Your assignment - Scan the entries and state how many lines contain "values". Write no other text.

Stored items:
Start of Block

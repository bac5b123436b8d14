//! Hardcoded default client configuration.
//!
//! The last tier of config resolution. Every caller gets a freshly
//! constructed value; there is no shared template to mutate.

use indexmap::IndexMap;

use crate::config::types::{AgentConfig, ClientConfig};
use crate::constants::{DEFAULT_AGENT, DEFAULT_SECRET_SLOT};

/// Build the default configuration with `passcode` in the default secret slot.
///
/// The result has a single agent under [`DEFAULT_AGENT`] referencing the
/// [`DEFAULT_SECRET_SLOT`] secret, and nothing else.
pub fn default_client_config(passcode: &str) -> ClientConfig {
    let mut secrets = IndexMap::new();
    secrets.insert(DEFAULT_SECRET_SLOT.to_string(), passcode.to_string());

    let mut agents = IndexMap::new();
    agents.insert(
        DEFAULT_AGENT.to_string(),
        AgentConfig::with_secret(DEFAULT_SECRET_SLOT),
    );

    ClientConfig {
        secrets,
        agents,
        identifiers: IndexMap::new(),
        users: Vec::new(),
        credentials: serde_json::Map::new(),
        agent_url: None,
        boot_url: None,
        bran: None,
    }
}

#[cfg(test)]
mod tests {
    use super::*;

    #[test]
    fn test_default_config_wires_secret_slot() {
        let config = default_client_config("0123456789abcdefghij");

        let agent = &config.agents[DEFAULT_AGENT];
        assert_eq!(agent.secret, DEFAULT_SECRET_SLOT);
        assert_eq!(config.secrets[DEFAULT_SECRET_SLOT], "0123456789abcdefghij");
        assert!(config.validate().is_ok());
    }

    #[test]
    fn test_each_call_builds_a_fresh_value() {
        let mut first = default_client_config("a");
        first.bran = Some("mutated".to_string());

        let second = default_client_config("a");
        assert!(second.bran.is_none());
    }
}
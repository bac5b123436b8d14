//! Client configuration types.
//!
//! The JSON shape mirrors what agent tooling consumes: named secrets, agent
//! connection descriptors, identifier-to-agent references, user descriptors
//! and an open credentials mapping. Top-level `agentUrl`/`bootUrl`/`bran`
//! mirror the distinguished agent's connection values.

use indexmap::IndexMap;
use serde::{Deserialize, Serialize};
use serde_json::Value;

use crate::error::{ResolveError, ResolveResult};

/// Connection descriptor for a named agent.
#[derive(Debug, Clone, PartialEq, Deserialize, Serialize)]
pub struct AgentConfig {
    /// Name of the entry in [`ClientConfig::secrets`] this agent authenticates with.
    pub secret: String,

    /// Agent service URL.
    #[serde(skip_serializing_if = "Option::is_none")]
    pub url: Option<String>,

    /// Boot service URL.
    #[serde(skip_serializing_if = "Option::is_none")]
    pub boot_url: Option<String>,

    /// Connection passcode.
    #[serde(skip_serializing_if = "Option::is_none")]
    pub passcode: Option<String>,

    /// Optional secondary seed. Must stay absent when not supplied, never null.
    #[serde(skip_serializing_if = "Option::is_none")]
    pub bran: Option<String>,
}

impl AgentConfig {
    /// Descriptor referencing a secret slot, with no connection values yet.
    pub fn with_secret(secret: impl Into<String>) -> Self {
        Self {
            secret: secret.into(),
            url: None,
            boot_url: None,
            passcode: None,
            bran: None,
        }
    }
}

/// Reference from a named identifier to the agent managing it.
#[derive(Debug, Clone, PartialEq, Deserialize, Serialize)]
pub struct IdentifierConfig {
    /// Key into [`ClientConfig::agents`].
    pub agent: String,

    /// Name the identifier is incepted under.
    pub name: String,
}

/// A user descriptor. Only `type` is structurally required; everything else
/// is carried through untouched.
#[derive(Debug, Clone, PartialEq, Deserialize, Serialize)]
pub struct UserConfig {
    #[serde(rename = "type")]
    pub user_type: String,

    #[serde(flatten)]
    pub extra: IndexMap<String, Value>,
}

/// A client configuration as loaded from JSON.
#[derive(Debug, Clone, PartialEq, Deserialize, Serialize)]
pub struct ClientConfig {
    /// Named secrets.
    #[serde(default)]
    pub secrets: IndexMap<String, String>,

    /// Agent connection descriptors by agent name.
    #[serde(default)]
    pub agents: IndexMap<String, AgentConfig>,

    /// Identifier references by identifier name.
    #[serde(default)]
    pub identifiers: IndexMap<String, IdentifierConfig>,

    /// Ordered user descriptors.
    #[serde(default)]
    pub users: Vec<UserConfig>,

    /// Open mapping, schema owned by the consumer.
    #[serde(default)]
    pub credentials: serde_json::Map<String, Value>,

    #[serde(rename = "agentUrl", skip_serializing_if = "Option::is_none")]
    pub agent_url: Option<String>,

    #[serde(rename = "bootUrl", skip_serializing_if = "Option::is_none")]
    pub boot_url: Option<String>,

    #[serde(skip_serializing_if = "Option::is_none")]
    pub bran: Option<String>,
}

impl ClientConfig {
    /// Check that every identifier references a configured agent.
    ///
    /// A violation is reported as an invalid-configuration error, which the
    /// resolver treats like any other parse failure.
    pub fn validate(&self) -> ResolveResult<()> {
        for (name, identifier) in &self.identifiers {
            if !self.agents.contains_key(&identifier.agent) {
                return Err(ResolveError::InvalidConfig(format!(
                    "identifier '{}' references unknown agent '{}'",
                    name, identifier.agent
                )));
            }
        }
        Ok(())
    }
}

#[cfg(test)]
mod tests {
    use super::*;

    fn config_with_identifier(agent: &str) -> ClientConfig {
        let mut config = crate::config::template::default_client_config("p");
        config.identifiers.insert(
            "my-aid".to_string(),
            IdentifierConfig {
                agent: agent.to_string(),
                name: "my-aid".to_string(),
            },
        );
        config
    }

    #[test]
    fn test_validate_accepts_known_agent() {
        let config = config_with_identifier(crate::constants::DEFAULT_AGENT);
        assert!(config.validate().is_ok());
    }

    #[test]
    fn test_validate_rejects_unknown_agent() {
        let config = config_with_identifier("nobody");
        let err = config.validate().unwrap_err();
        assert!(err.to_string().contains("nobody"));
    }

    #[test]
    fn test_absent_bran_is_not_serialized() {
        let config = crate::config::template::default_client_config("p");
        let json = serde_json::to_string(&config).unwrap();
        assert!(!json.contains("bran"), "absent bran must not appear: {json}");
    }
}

End of Block

Solution to this exercise - 2